• _ABOUT THIS TASK_
Repeat, line for line, the entries below from the first line to the line containing "per window length.", counting both ends.

Stored items
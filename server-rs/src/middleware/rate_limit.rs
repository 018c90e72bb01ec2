use axum::{
    extract::{ConnectInfo, Request, State},
    middleware::Next,
    response::Response,
};
use chrono::Utc;
use std::collections::HashMap;
use std::net::SocketAddr;
use std::sync::Arc;
use tokio::sync::Mutex;

use crate::error::AppError;
use crate::middleware::auth::AuthUser;
use crate::AppState;

/// Fixed-window request counter keyed by client.
#[derive(Clone)]
pub struct RateLimiter {
    windows: Arc<Mutex<Windows>>,
    max_requests: u32,
    window_secs: i64,
}

#[derive(Default)]
struct Windows {
    entries: HashMap<String, WindowEntry>,
    next_sweep: i64,
}

struct WindowEntry {
    count: u32,
    reset_at: i64,
}

impl RateLimiter {
    pub fn new(max_requests: u32, window_secs: u64) -> Self {
        Self {
            windows: Arc::new(Mutex::new(Windows::default())),
            max_requests,
            window_secs: i64::try_from(window_secs).unwrap_or(i64::MAX),
        }
    }

    pub async fn check(&self, key: &str) -> bool {
        self.check_at(key, Utc::now().timestamp()).await
    }

    async fn check_at(&self, key: &str, now: i64) -> bool {
        let mut windows = self.windows.lock().await;

        // Expired windows are dropped at most once per window length.
        if now >= windows.next_sweep {
            windows.entries.retain(|_, e| e.reset_at > now);
            windows.next_sweep = now.saturating_add(self.window_secs);
        }

        let entry = windows.entries.entry(key.to_string()).or_insert(WindowEntry {
            count: 0,
            reset_at: now.saturating_add(self.window_secs),
        });

        if now >= entry.reset_at {
            entry.count = 0;
            entry.reset_at = now.saturating_add(self.window_secs);
        }

        entry.count += 1;
        entry.count <= self.max_requests
    }

    #[cfg(test)]
    async fn tracked(&self) -> usize {
        self.windows.lock().await.entries.len()
    }
}

fn client_key(req: &Request) -> String {
    if let Some(user) = req.extensions().get::<AuthUser>() {
        return format!("user:{}", user.id);
    }
    if let Some(ConnectInfo(addr)) = req.extensions().get::<ConnectInfo<SocketAddr>>() {
        return format!("ip:{}", addr.ip());
    }
    req.headers()
        .get("x-forwarded-for")
        .and_then(|v| v.to_str().ok())
        .and_then(|v| v.split(',').next())
        .map(|ip| format!("ip:{}", ip.trim()))
        .unwrap_or_else(|| "ip:unknown".to_string())
}

/// Middleware: general limiter. Protected routers install it inside
/// `authenticate` so callers are counted per user; public routers count by IP.
pub async fn rate_limit(
    State(state): State<AppState>,
    req: Request,
    next: Next,
) -> Result<Response, AppError> {
    let key = format!("global:{}", client_key(&req));
    if !state.rate_limiter.check(&key).await {
        return Err(AppError::RateLimited);
    }
    Ok(next.run(req).await)
}

/// Middleware: tighter limiter for endpoints that create requests for staff
/// or club admins to review (club submissions, join and lesson requests).
pub async fn submission_rate_limit(
    State(state): State<AppState>,
    req: Request,
    next: Next,
) -> Result<Response, AppError> {
    let key = format!("submit:{}", client_key(&req));
    if !state.submission_rate_limiter.check(&key).await {
        return Err(AppError::RateLimited);
    }
    Ok(next.run(req).await)
}

#[cfg(test)]
mod tests {
    use super::*;

    #[tokio::test]
    async fn window_allows_max_then_resets() {
        let limiter = RateLimiter::new(2, 60);
        assert!(limiter.check_at("k", 1_000).await);
        assert!(limiter.check_at("k", 1_010).await);
        assert!(!limiter.check_at("k", 1_020).await);
        assert!(limiter.check_at("other", 1_020).await);
        assert!(limiter.check_at("k", 1_060).await);
    }

    #[tokio::test]
    async fn expired_windows_are_dropped() {
        let limiter = RateLimiter::new(5, 60);
        for i in 0..50 {
            assert!(limiter.check_at(&format!("ip:10.0.0.{i}"), 1_000).await);
        }
        assert_eq!(limiter.tracked().await, 50);

        assert!(limiter.check_at("ip:10.0.1.1", 1_030).await);
        assert_eq!(limiter.tracked().await, 51);

        // Past the first windows' reset, only live entries survive.
        assert!(limiter.check_at("ip:10.0.1.2", 1_061).await);
        assert_eq!(limiter.tracked().await, 2);
    }
}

• _TASK OUTPUT_
filename server-rs/src/middleware/rate_limit.rs
repository 018c90e72bb01ec2
use axum::{
    extract::{ConnectInfo, Request, State},
    middleware::Next,
    response::Response,
};
use chrono::Utc;
use std::collections::HashMap;
use std::net::SocketAddr;
use std::sync::Arc;
use tokio::sync::Mutex;

use crate::error::AppError;
use crate::middleware::auth::AuthUser;
use crate::AppState;

/// Fixed-window request counter keyed by client.
#[derive(Clone)]
pub struct RateLimiter {
    windows: Arc<Mutex<Windows>>,
    max_requests: u32,
    window_secs: i64,
}

#[derive(Default)]
struct Windows {
    entries: HashMap<String, WindowEntry>,
    next_sweep: i64,
}

struct WindowEntry {
    count: u32,
    reset_at: i64,
}

impl RateLimiter {
    pub fn new(max_requests: u32, window_secs: u64) -> Self {
        Self {
            windows: Arc::new(Mutex::new(Windows::default())),
            max_requests,
            window_secs: i64::try_from(window_secs).unwrap_or(i64::MAX),
        }
    }

    pub async fn check(&self, key: &str) -> bool {
        self.check_at(key, Utc::now().timestamp()).await
    }

    async fn check_at(&self, key: &str, now: i64) -> bool {
        let mut windows = self.windows.lock().await;

        // Expired windows are dropped at most once per window length.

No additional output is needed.